The sermons became known to the West in the seventeenth century, when the whole corpus of Chrysostom was first printed.
British historian Paul Johnson stated that Chrysostom's homilies "became the pattern for anti-Jewish tirades, making the fullest possible use (and misuse) of key passages in the gospels of Saints Matthew and John. Thus a specifically Christian antisemitism, presenting the Jews as murderers of Christ, was grafted on to the seething mass of pagan smears and rumours, and Jewish communities were now at risk in every Christian city." According to historian William I. Brustein, his sermons against Jews gave further momentum to the idea that the Jews are collectively responsible for the death of Jesus. Anglican priest James Parkes called the writing on Jews "the most horrible and violent denunciations of Judaism to be found in the writings of a Christian theologian".

According to Patristics scholars, opposition to any particular view during the late fourth century was conventionally expressed in a manner, utilizing the rhetorical form known as the psogos, whose literary conventions were to vilify opponents in an uncompromising manner; thus, it has been argued that to call Chrysostom an "anti-Semite" is to employ anachronistic terminology in a way incongruous with historical context and record.

== Chrysostom's homilies and Nazism ==
There are modern scholars who claim that an abuse of his preaching, which became well known to the West in the seventeenth century, fed Christian antisemitism, and some, such as Stephen Katz, go even further, saying it was an inspiration for pagan Nazi antisemitism. Indeed, during World War II, the Nazi Party in Germany abused his homilies, quoting and reprinting them frequently in an attempt to legitimize the Holocaust in the eyes of German and Austrian Christians.

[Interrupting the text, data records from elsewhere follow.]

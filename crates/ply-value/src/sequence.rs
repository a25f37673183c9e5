use crate::reference::Ref;
use crate::value::Value;

/// One node of a prolly tree.
///
/// A leaf holds items directly. A meta node holds refs to child nodes one
/// level down, each tagged with the number of leaf items beneath it; the
/// running sum of those counts is the ordered key of each child.
#[derive(Clone, Debug, PartialEq, Eq, PartialOrd, Ord)]
pub enum Sequence {
    Leaf(Vec<Value>),
    Meta { level: u32, tuples: Vec<MetaTuple> },
}

/// A meta-node entry: a child ref and the leaf count beneath it.
#[derive(Clone, Debug, PartialEq, Eq, PartialOrd, Ord)]
pub struct MetaTuple {
    pub child: Ref,
    pub num_leaves: u64,
}

impl Sequence {
    /// The canonical empty sequence.
    pub fn empty() -> Self {
        Sequence::Leaf(Vec::new())
    }

    /// Number of entries in this node (items or child tuples).
    pub fn len(&self) -> usize {
        match self {
            Sequence::Leaf(items) => items.len(),
            Sequence::Meta { tuples, .. } => tuples.len(),
        }
    }

    pub fn is_empty(&self) -> bool {
        self.len() == 0
    }

    /// Tree level: 0 for leaves.
    pub fn level(&self) -> u32 {
        match self {
            Sequence::Leaf(_) => 0,
            Sequence::Meta { level, .. } => *level,
        }
    }

    pub fn is_leaf(&self) -> bool {
        matches!(self, Sequence::Leaf(_))
    }

    /// Number of leaf items beneath this node.
    ///
    /// Decoding rejects meta nodes whose counts overflow, so only a node
    /// built by hand can saturate here.
    pub fn num_leaves(&self) -> u64 {
        match self {
            Sequence::Leaf(items) => items.len() as u64,
            Sequence::Meta { tuples, .. } => tuples
                .iter()
                .fold(0u64, |acc, t| acc.saturating_add(t.num_leaves)),
        }
    }

    pub fn values(&self) -> Option<&[Value]> {
        match self {
            Sequence::Leaf(items) => Some(items),
            Sequence::Meta { .. } => None,
        }
    }

    pub fn tuples(&self) -> Option<&[MetaTuple]> {
        match self {
            Sequence::Leaf(_) => None,
            Sequence::Meta { tuples, .. } => Some(tuples),
        }
    }
}

#[cfg(test)]
mod tests {
    use super::*;
    use std::sync::Arc;

    #[test]
    fn empty_is_leaf_at_level_zero() {
        let s = Sequence::empty();
        assert!(s.is_empty());
        assert!(s.is_leaf());
        assert_eq!(s.level(), 0);
        assert_eq!(s.num_leaves(), 0);
    }

    #[test]
    fn meta_counts_leaves_beneath() {
        let child = Value::List(Arc::new(Sequence::Leaf(vec![Value::Int(1)])));
        let r = Ref::new(&child);
        let meta = Sequence::Meta {
            level: 1,
            tuples: vec![
                MetaTuple {
                    child: r.clone(),
                    num_leaves: 3,
                },
                MetaTuple {
                    child: r,
                    num_leaves: 4,
                },
            ],
        };
        assert_eq!(meta.len(), 2);
        assert_eq!(meta.num_leaves(), 7);
        assert_eq!(meta.level(), 1);
        assert!(meta.values().is_none());
    }

    #[test]
    fn hand_built_counts_saturate() {
        let child = Value::List(Arc::new(Sequence::Leaf(vec![Value::Int(1)])));
        let r = Ref::new(&child);
        let meta = Sequence::Meta {
            level: 1,
            tuples: vec![
                MetaTuple {
                    child: r.clone(),
                    num_leaves: u64::MAX,
                },
                MetaTuple {
                    child: r,
                    num_leaves: 2,
                },
            ],
        };
        assert_eq!(meta.num_leaves(), u64::MAX);
    }
}
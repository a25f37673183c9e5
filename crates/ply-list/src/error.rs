use ply_types::Hash;
use ply_value::ValueError;

/// Errors from list operations.
#[derive(Debug, thiserror::Error)]
pub enum ListError {
    /// A point access or edit position is past the end of the list.
    #[error("index {index} out of bounds for list of length {len}")]
    IndexOutOfBounds { index: u64, len: u64 },

    /// A range is inverted or extends past the end of the list.
    #[error("invalid range {start}..{end} for list of length {len}")]
    InvalidRange { start: u64, end: u64, len: u64 },

    /// A child ref resolved to something other than a list node.
    #[error("expected a list node at {hash}, found {found}")]
    NotANode { hash: Hash, found: String },

    /// Value resolution or decoding failed.
    #[error("value error: {0}")]
    Value(#[from] ValueError),
}

/// Result alias for list operations.
pub type ListResult<T> = Result<T, ListError>;
//! High-level SDK for ply.
//!
//! [`Repository`] wraps a chunk store and a ref store and exposes the
//! day-to-day workflow: edit tables in the working set, stage them, commit,
//! branch, check out and merge. Everything underneath is available from the
//! lower crates for callers that need finer control.

pub mod error;
pub mod repository;
pub mod status;

pub use error::{SdkError, SdkResult};
pub use repository::{RepoConfig, Repository};
pub use status::{RowChange, RowChangeKind, Status};

pub use ply_db::{Column, ColumnKind, Commit, CommitMeta, CommitSpec, Conflict, RootValue, Schema, Table, Tag};
pub use ply_merge::{MergeOutcome, MergeStats, TableMergeOp};
pub use ply_value::Value;
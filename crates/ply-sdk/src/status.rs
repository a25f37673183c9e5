use serde::{Deserialize, Serialize};

use ply_value::Value;

/// Summary of uncommitted changes on the checked-out branch.
#[derive(Clone, Debug, PartialEq, Eq, Serialize, Deserialize)]
pub struct Status {
    pub branch: String,
    /// Tables whose staged version differs from the head commit.
    pub staged: Vec<String>,
    /// Tables whose working version differs from the staged one.
    pub unstaged: Vec<String>,
    /// What is being merged, while a merge is in progress.
    pub merging: Option<String>,
}

impl Status {
    pub fn is_clean(&self) -> bool {
        self.staged.is_empty() && self.unstaged.is_empty() && self.merging.is_none()
    }
}

/// How a row differs between two versions of a table.
#[derive(Clone, Copy, Debug, PartialEq, Eq, Serialize, Deserialize)]
pub enum RowChangeKind {
    Added,
    Removed,
    Modified,
}

/// One changed row. `before` or `after` is absent for added and removed rows.
#[derive(Clone, Debug, PartialEq, Eq)]
pub struct RowChange {
    pub key: Value,
    pub before: Option<Value>,
    pub after: Option<Value>,
}

impl RowChange {
    pub fn kind(&self) -> RowChangeKind {
        match (&self.before, &self.after) {
            (None, _) => RowChangeKind::Added,
            (_, None) => RowChangeKind::Removed,
            _ => RowChangeKind::Modified,
        }
    }
}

Some authors say John Chrysostom's preaching was an inspiration for Nazi antisemitism with its evil fruit of the programme to annihilate the Jewish race. Steven Katz cites Chrysostom's homilies as “the decisive turn in the history of Christian anti-Judaism, a turn whose ultimate disfiguring consequence was enacted in the political antisemitism of Adolf Hitler.” During World War II, the Nazi Party in Germany used Chrysostom's work in an attempt to legitimize the Holocaust in the eyes of German and Austrian Christians. His works were frequently quoted and reprinted as a witness for the prosecution. After World War II, the Christian Churches denounced Nazi use of Chrysostom's works, explaining his words with reference to the historical context. According to Walter Laqueur, it was argued that in the 4th century, the general discourse was brutal and aggressive and that at the time when the Christian church was fighting for survival and recognition, mercy and forgiveness were not in demand.

==Other Adversus Iudaeos literature==
Other documents also form part of the Adversus Iudaeos literature. These include Tertullian or Pseudo-Tertullian's own Adversus Iudaeos, Pseudo-Gregory of Nyssa's Testimonies Against The Jews, and the Adversus Iudaeos texts in the literature of medieval Russia. Schreckenberg sees in the popular antisemitic references, such as anti-usurer poetry by the Rhineland poet Muskatblut, an extension of Adversus Iudaeos texts, though there is no evidence that Chrysostom’s sermons about the Jews had yet been translated. Even Eusebius's Demonstratio against paganism.

Samuel Krauss, Jean Juster and later Marcel Simon argued that the Adversus Iudaeos literature is a form of continuation of earlier Jewish-Christian encounters, specifically until the reign of Julian in 361, though other writers see the documents as more about strengthening Christian self-identity.